-- ENTRIES SUPPLIED follows --

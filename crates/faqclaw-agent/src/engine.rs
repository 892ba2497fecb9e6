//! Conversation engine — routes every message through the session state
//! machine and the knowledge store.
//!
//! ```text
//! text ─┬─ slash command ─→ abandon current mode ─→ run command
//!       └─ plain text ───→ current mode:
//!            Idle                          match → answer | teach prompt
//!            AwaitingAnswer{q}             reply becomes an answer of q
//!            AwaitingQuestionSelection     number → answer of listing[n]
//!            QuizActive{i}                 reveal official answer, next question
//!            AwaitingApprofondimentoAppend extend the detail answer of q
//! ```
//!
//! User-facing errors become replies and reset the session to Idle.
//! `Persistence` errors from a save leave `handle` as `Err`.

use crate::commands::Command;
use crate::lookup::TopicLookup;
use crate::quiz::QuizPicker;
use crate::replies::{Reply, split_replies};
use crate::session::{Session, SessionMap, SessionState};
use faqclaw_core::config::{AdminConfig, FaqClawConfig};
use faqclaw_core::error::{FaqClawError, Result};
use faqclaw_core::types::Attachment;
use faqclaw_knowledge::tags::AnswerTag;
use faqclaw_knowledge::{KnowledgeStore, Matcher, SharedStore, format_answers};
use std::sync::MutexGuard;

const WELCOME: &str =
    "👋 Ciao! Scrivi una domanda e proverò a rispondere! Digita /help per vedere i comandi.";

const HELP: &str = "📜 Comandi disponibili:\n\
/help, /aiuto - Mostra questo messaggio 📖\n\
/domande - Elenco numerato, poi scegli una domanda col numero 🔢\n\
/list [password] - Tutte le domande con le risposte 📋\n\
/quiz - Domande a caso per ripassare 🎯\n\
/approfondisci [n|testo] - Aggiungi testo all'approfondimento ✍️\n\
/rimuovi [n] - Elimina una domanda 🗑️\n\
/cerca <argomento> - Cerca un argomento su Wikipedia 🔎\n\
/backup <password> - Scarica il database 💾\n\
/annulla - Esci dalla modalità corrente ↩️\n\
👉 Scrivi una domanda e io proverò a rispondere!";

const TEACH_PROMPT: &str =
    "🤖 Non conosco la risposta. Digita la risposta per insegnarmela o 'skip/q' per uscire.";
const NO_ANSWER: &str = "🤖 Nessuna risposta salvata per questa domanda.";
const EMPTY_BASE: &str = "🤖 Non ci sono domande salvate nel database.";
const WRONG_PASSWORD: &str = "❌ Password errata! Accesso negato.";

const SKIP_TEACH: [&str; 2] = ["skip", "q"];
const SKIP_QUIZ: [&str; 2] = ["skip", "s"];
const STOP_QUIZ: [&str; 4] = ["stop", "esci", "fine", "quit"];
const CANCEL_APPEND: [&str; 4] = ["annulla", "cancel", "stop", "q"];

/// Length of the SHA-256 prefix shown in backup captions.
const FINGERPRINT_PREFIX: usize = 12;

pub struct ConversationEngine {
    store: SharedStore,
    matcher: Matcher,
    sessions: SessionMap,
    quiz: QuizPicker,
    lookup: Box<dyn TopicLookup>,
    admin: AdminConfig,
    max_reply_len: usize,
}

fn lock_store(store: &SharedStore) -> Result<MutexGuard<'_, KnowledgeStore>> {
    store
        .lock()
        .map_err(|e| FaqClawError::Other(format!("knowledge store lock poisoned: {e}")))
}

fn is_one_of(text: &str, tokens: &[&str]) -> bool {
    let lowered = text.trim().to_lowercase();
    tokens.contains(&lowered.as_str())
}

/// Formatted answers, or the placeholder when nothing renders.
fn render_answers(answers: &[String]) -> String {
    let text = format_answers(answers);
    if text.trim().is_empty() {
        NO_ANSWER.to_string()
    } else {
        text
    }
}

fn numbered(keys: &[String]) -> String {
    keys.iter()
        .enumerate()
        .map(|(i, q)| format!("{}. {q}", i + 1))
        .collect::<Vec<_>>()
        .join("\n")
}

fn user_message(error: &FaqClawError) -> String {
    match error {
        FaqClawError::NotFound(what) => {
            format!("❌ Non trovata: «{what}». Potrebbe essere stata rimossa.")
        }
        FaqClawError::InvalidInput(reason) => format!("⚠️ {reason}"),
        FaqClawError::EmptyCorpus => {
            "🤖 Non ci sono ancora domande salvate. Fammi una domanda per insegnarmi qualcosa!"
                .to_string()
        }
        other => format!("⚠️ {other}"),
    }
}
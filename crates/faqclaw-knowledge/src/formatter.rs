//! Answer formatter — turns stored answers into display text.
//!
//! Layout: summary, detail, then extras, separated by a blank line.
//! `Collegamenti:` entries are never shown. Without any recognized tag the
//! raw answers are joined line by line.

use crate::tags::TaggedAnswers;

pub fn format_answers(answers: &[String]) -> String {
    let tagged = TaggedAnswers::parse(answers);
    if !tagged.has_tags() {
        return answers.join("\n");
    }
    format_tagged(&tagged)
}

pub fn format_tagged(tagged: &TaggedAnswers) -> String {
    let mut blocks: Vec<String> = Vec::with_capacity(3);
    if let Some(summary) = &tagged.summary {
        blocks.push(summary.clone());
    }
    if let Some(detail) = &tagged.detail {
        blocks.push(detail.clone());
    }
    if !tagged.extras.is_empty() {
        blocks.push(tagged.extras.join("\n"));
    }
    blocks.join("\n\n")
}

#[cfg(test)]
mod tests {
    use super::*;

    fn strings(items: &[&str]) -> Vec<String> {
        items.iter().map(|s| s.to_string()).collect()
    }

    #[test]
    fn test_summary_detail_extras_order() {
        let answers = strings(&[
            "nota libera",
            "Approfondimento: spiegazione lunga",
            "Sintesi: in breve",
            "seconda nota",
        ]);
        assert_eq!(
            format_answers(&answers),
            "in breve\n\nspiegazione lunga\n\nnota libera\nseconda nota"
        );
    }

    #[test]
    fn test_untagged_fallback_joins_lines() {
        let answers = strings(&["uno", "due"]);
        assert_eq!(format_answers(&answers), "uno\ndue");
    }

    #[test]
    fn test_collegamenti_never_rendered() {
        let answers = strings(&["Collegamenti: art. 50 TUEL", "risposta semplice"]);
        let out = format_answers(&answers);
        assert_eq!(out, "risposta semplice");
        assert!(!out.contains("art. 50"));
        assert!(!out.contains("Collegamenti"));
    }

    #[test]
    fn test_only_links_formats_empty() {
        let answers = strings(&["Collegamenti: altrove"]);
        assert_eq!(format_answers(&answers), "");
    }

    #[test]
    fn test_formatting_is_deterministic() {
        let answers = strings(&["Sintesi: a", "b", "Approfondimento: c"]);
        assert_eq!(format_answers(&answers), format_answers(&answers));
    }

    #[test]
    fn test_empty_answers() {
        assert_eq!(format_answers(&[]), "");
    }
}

-- ENTRIES SUPPLIED concluded --

| WHAT NEEDS TO BE DONE |
Only the lines from the first line of the records through the one containing "session to Idle." should be reproduced, exactly, with both of them included.

| TASK ANSWER |
filename crates/faqclaw-agent/src/engine.rs
repository 892ba2497fecb9e6
//! Conversation engine — routes every message through the session state
//! machine and the knowledge store.
//!
//! ```text
//! text ─┬─ slash command ─→ abandon current mode ─→ run command
//!       └─ plain text ───→ current mode:
//!            Idle                          match → answer | teach prompt
//!            AwaitingAnswer{q}             reply becomes an answer of q
//!            AwaitingQuestionSelection     number → answer of listing[n]
//!            QuizActive{i}                 reveal official answer, next question
//!            AwaitingApprofondimentoAppend extend the detail answer of q
//! ```
//!
//! User-facing errors become replies and reset the session to Idle.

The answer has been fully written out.